**TASK REQUIREMENTS**: The stretch from the line with "device.take_ownership(&new_sid).unwrap();" through the line with "true, Some((auth::SID, &new_sid))).unwrap();" in the records below: write it out exactly, and nothing else.

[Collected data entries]
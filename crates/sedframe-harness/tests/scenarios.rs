//! End-to-end scenarios against the software TPer.
//!
//! Each test builds its own `FakeTper` and `TestContext`, so the suite can
//! run fully parallel with no shared state.

use std::{
    collections::HashSet,
    sync::{
        Arc, Mutex,
        atomic::{AtomicUsize, Ordering},
    },
    thread,
};

use sedframe_core::{
    Credential, SedDevice, SedError, Session, SessionPool, SessionState, Sha256Hasher,
    TestContext,
    auth::msid_salt,
    discovery, properties,
    transport::SharedTransport,
};
use sedframe_harness::{DiscoveryFixture, FakeTper, FakeTperConfig};
use sedframe_proto::{
    SscKind,
    uid::{auth, sp},
};

mod common;

fn opal_rig() -> (Arc<FakeTper>, SharedTransport, Arc<TestContext>) {
    common::init_logging();
    let tper = Arc::new(FakeTper::opal20());
    let transport: SharedTransport = tper.clone();
    (tper, transport, Arc::new(TestContext::new()))
}

fn active_locking_rig() -> (Arc<FakeTper>, SharedTransport) {
    common::init_logging();
    let tper = Arc::new(FakeTper::new(active_locking_config()));
    let transport: SharedTransport = tper.clone();
    (tper, transport)
}

fn active_locking_config() -> FakeTperConfig {
    FakeTperConfig {
        fixture: DiscoveryFixture { locking_enabled: true, ..DiscoveryFixture::default() },
        locking_activated: true,
        ..FakeTperConfig::default()
    }
}

/// S1: canonical Opal 2.0 discovery blob decodes to the expected features.
#[test]
fn discovery_decode() {
    let (_tper, transport, ctx) = opal_rig();
    let info = discovery::discovery0_with(transport.as_ref(), &ctx).unwrap();

    assert_eq!(info.primary_ssc, SscKind::Opal20);
    assert_eq!(info.base_com_id, 0x07FE);
    assert!(info.locking_present);
    assert!(!info.locking_enabled);
    assert!(info.tper_present);
}

#[test]
fn properties_exchange_reports_tper_limits() {
    let (_tper, transport, ctx) = opal_rig();
    let props = properties::exchange_properties_with(&transport, 0x07FE, &ctx).unwrap();
    assert_eq!(props.max_compacket_size, 2048);
    assert!(props.max_packet_size > 0);
    assert!(!props.raw_properties.is_empty());
}

/// The step-by-step evaluation path: discovery, properties, unauthenticated
/// admin session, MSID read, close. Sequence numbers increase from 1.
#[test]
fn manual_step_by_step() {
    let (tper, transport, ctx) = opal_rig();

    let info = discovery::discovery0_with(transport.as_ref(), &ctx).unwrap();
    let props =
        properties::exchange_properties_with(&transport, info.base_com_id, &ctx).unwrap();

    let mut session =
        Session::with_context(Arc::clone(&transport), info.base_com_id, Arc::clone(&ctx));
    session.set_max_compacket_size(props.max_compacket_size as usize);

    let started = session.start(sp::ADMIN, false).unwrap();
    assert_eq!(session.state(), SessionState::Open);
    assert_eq!(started.tsn, session.tsn());
    assert_eq!(session.info().seq_number, 1, "StartSession is the first packet");

    let device_adapter = sedframe_core::SscAdapter::Opal20;
    let msid = device_adapter.get_cpin(&mut session, sedframe_proto::uid::cpin::MSID).unwrap();
    assert_eq!(msid, tper.msid());
    assert_eq!(session.info().seq_number, 2);

    session.close().unwrap();
    assert_eq!(session.state(), SessionState::Closed);
    assert_eq!(tper.session_count(), 0);

    // A closed session refuses further traffic
    let err = device_adapter
        .get_cpin(&mut session, sedframe_proto::uid::cpin::MSID)
        .unwrap_err();
    assert_eq!(err, SedError::SessionClosed);
}

#[test]
fn take_ownership_sets_sid_pin() {
    let (tper, transport, ctx) = opal_rig();
    let device = SedDevice::with_context(transport, ctx).unwrap();

    let new_sid = Credential::from_bytes(b"new-sid-pin".to_vec());
    device.take_ownership(&new_sid).unwrap();
    assert_eq!(tper.sid_pin().unwrap(), b"new-sid-pin".to_vec());

    // The new credential authenticates; the old MSID no longer does
    let mut session = device.open_session(sp::ADMIN, true, Some((auth::SID, &new_sid))).unwrap();
    session.close().unwrap();

    let stale = Credential::from_bytes(tper.msid());
    let err = device.open_session(sp::ADMIN, true, Some((auth::SID, &stale))).unwrap_err();
    assert!(matches!(err, SedError::MethodStatus(_)));
}

/// Credentials derived from a password through the salted hasher behave
/// like any raw credential: the same password re-derives the same bytes,
/// a different password does not.
#[test]
fn hashed_password_credential_round_trips() {
    let (tper, transport, ctx) = opal_rig();
    let device = SedDevice::with_context(transport, ctx).unwrap();

    // Per-drive salt comes from the factory MSID, as the recovery tools do
    let salt = msid_salt(&tper.msid());
    let hasher = Sha256Hasher;
    let owner = Credential::from_password("correct horse battery staple", &hasher, &salt);
    device.take_ownership(&owner).unwrap();
    assert_eq!(tper.sid_pin().unwrap(), owner.as_bytes().to_vec());

    // Re-deriving from the same password and salt authenticates
    let rederived = Credential::from_password("correct horse battery staple", &hasher, &salt);
    let mut session =
        device.open_session(sp::ADMIN, true, Some((auth::SID, &rederived))).unwrap();
    session.close().unwrap();

    // A wrong password hashes to a different credential and is refused
    let wrong = Credential::from_password("correct horse battery stable", &hasher, &salt);
    let err = device.open_session(sp::ADMIN, true, Some((auth::SID, &wrong))).unwrap_err();
    assert!(matches!(err, SedError::MethodStatus(_)));
}

#[test]
fn take_ownership_observer_sees_steps_and_can_abort() {
    let (tper, transport, ctx) = opal_rig();
    let device = SedDevice::with_context(transport, ctx).unwrap();
    let new_sid = Credential::from_bytes(b"unused".to_vec());

    let mut steps = Vec::new();
    let completed = device
        .take_ownership_observed(&new_sid, &mut |step, _raw| {
            steps.push(step.to_string());
            step != "get_msid" // abort once the MSID has been read
        })
        .unwrap();

    assert!(!completed);
    assert_eq!(steps, vec!["start_admin_session", "get_msid"]);
    assert_eq!(tper.sid_pin().unwrap(), tper.msid(), "abort must leave the pin untouched");
}

#[test]
fn activate_then_configure_and_lock_range() {
    let (tper, transport, ctx) = opal_rig();
    let device = SedDevice::with_context(transport, ctx).unwrap();

    let sid = Credential::from_bytes(b"owner".to_vec());
    device.take_ownership(&sid).unwrap();
    device.activate_locking_sp(&sid).unwrap();
    assert!(tper.locking_activated());

    // Admin1 comes up with the MSID credential after activation
    let admin1 = Credential::from_bytes(tper.msid());
    device.enable_user(&admin1, 1).unwrap();
    assert!(tper.user_enabled(1));
    device.configure_range(1, 2048, 4096, &admin1).unwrap();

    let user1 = Credential::from_bytes(tper.msid());
    device.lock_range(1, &user1, 1).unwrap();
    let locked = device.get_range_info(1, &user1, 1).unwrap();
    assert!(locked.read_locked && locked.write_locked);
    assert_eq!(locked.range_start, 2048);
    assert_eq!(locked.range_length, 4096);

    device.unlock_range(1, &user1, 1).unwrap();
    let unlocked = device.get_range_info(1, &user1, 1).unwrap();
    assert!(!unlocked.read_locked && !unlocked.write_locked);
}

#[test]
fn crypto_erase_cycles_the_range_key() {
    let (tper, transport) = active_locking_rig();
    let device = SedDevice::with_context(transport, Arc::new(TestContext::new())).unwrap();

    let admin1 = Credential::from_bytes(tper.msid());
    device.configure_range(2, 0, 8192, &admin1).unwrap();
    assert_eq!(tper.genkey_count(2), 0);
    device.crypto_erase(2, &admin1).unwrap();
    assert_eq!(tper.genkey_count(2), 1);
}

/// S5: two sessions against different SPs coexist on one transport with
/// distinct HSNs.
#[test]
fn dual_session() {
    let (tper, transport) = active_locking_rig();
    let ctx = Arc::new(TestContext::new());
    let device = SedDevice::with_context(Arc::clone(&transport), Arc::clone(&ctx)).unwrap();
    let adapter = device.adapter();

    let sid = Credential::from_bytes(tper.msid());
    let admin1 = Credential::from_bytes(tper.msid());

    let mut session_a = device.open_session(sp::ADMIN, true, Some((auth::SID, &sid))).unwrap();
    let mut session_b =
        device.open_session(sp::LOCKING, true, Some((auth::ADMIN1, &admin1))).unwrap();

    assert_ne!(session_a.hsn(), session_b.hsn());
    assert!(session_a.is_open() && session_b.is_open());
    assert_eq!(tper.session_count(), 2);

    // Interleave: lifecycle over A, locking info over B
    let lifecycle = adapter.get_sp_lifecycle(&mut session_a, sp::LOCKING).unwrap();
    assert_eq!(lifecycle, 9);
    let info = adapter.get_locking_info(&mut session_b, 0).unwrap();
    assert_eq!(info.range_id, 0);

    session_a.close().unwrap();
    session_b.close().unwrap();
    assert_eq!(tper.session_count(), 0);
}

/// S6: a pool of 4 sessions serves 8 workers x 5 jobs without ever handing
/// one session to two workers at once.
#[test]
fn session_pool_serves_workers_exclusively() {
    let (tper, transport) = active_locking_rig();
    let ctx = Arc::new(TestContext::new());

    let admin1 = Credential::from_bytes(tper.msid());
    let pool = SessionPool::open_with(
        &transport,
        0x07FE,
        sp::LOCKING,
        auth::ADMIN1,
        &admin1,
        4,
        &ctx,
    )
    .unwrap();
    assert_eq!(pool.idle(), 4);

    let adapter = sedframe_core::SscAdapter::Opal20;
    let completed = AtomicUsize::new(0);
    let in_use = AtomicUsize::new(0);
    let seen_hsns = Mutex::new(HashSet::new());

    thread::scope(|scope| {
        for _ in 0..8 {
            scope.spawn(|| {
                for _ in 0..5 {
                    let mut session = pool.acquire();
                    let now = in_use.fetch_add(1, Ordering::SeqCst) + 1;
                    assert!(now <= 4, "more checked-out sessions than the pool holds");

                    seen_hsns.lock().unwrap().insert(session.hsn());
                    adapter.get_locking_info(&mut session, 0).unwrap();

                    in_use.fetch_sub(1, Ordering::SeqCst);
                    completed.fetch_add(1, Ordering::SeqCst);
                }
            });
        }
    });

    assert_eq!(completed.load(Ordering::SeqCst), 40);
    assert_eq!(pool.idle(), 4, "all sessions returned");
    assert_eq!(seen_hsns.lock().unwrap().len(), 4, "exactly the pooled sessions served jobs");
}

#[test]
fn enterprise_band_lock_and_erase() {
    common::init_logging();
    let config = FakeTperConfig {
        fixture: DiscoveryFixture {
            ssc: SscKind::Enterprise,
            base_com_id: 0x0801,
            locking_enabled: true,
            ..DiscoveryFixture::default()
        },
        ..FakeTperConfig::default()
    };
    let tper = Arc::new(FakeTper::new(config));
    let transport: SharedTransport = tper.clone();
    let device = SedDevice::with_context(transport, Arc::new(TestContext::new())).unwrap();
    assert_eq!(device.adapter(), sedframe_core::SscAdapter::Enterprise);

    // Enterprise ships with the Locking SP active; BandMaster-style flows
    // authenticate Admin1 directly with the MSID.
    let admin1 = Credential::from_bytes(tper.msid());
    let mut session =
        device.open_session(sp::LOCKING, true, Some((auth::ADMIN1, &admin1))).unwrap();

    device.adapter().lock_band(&mut session, 1).unwrap();
    let info = device.adapter().get_locking_info(&mut session, 1).unwrap();
    assert!(info.read_locked && info.write_locked);

    device.adapter().crypto_erase(&mut session, 1).unwrap();
    let erased = device.adapter().get_locking_info(&mut session, 1).unwrap();
    assert!(!erased.read_locked && !erased.write_locked);

    session.close().unwrap();
}

#[test]
fn pyrite_refuses_ranges_and_erase() {
    common::init_logging();
    let config = FakeTperConfig {
        fixture: DiscoveryFixture { ssc: SscKind::Pyrite20, ..DiscoveryFixture::default() },
        locking_activated: true,
        ..FakeTperConfig::default()
    };
    let tper = Arc::new(FakeTper::new(config));
    let transport: SharedTransport = tper.clone();
    let device = SedDevice::with_context(transport, Arc::new(TestContext::new())).unwrap();
    let adapter = device.adapter();

    let admin1 = Credential::from_bytes(tper.msid());
    let mut session =
        device.open_session(sp::LOCKING, true, Some((auth::ADMIN1, &admin1))).unwrap();

    assert!(matches!(
        adapter.set_range_lock(&mut session, 1, true, true),
        Err(SedError::FeatureUnsupported { .. })
    ));
    assert!(matches!(
        adapter.crypto_erase(&mut session, 0),
        Err(SedError::FeatureUnsupported { .. })
    ));
    // The global range is still lockable
    adapter.set_range_lock(&mut session, 0, true, true).unwrap();
    session.close().unwrap();
}

#[test]
fn revert_requires_confirmation_then_resets() {
    let (tper, transport, ctx) = opal_rig();
    let device = SedDevice::with_context(transport, Arc::clone(&ctx)).unwrap();

    let sid = Credential::from_bytes(b"owner".to_vec());
    device.take_ownership(&sid).unwrap();

    let err = device.revert(&sid, false).unwrap_err();
    assert!(matches!(err, SedError::InvalidArgument { .. }));
    assert_eq!(tper.sid_pin().unwrap(), b"owner".to_vec());

    device.revert(&sid, true).unwrap();
    assert_eq!(tper.sid_pin().unwrap(), tper.msid(), "factory pin restored");
}

#[test]
fn psid_revert_with_printed_credential() {
    let (tper, transport, ctx) = opal_rig();
    let device = SedDevice::with_context(transport, ctx).unwrap();

    let sid = Credential::from_bytes(b"lost-password".to_vec());
    device.take_ownership(&sid).unwrap();

    let wrong = Credential::from_bytes(b"not-the-psid".to_vec());
    assert!(device.psid_revert(&wrong, true).is_err());

    let psid = Credential::from_bytes(tper.psid());
    device.psid_revert(&psid, true).unwrap();
    assert_eq!(tper.sid_pin().unwrap(), tper.msid());
}

#[test]
fn wrong_credential_is_not_authorized() {
    let tper = Arc::new(FakeTper::new(active_locking_config()));
    let transport: SharedTransport = tper.clone();
    let device = SedDevice::with_context(transport, Arc::new(TestContext::new())).unwrap();

    let bad = Credential::from_bytes(b"wrong".to_vec());
    let err = device.open_session(sp::LOCKING, true, Some((auth::ADMIN1, &bad))).unwrap_err();
    assert!(matches!(err, SedError::MethodStatus(_)));
    assert_eq!(tper.session_count(), 0, "failed auth closes the half-open session");
}

#[test]
fn seeded_drives_differ_deterministically() {
    let a1 = FakeTper::with_seed(7);
    let a2 = FakeTper::with_seed(7);
    let b = FakeTper::with_seed(8);
    assert_eq!(a1.msid(), a2.msid());
    assert_ne!(a1.msid(), b.msid());
}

**WRITTEN RESPONSE**:
    device.take_ownership(&new_sid).unwrap();
    assert_eq!(tper.sid_pin().unwrap(), b"new-sid-pin".to_vec());

    // The new credential authenticates; the old MSID no longer does
    let mut session = device.open_session(sp::ADMIN, true, Some((auth::SID, &new_sid))).unwrap();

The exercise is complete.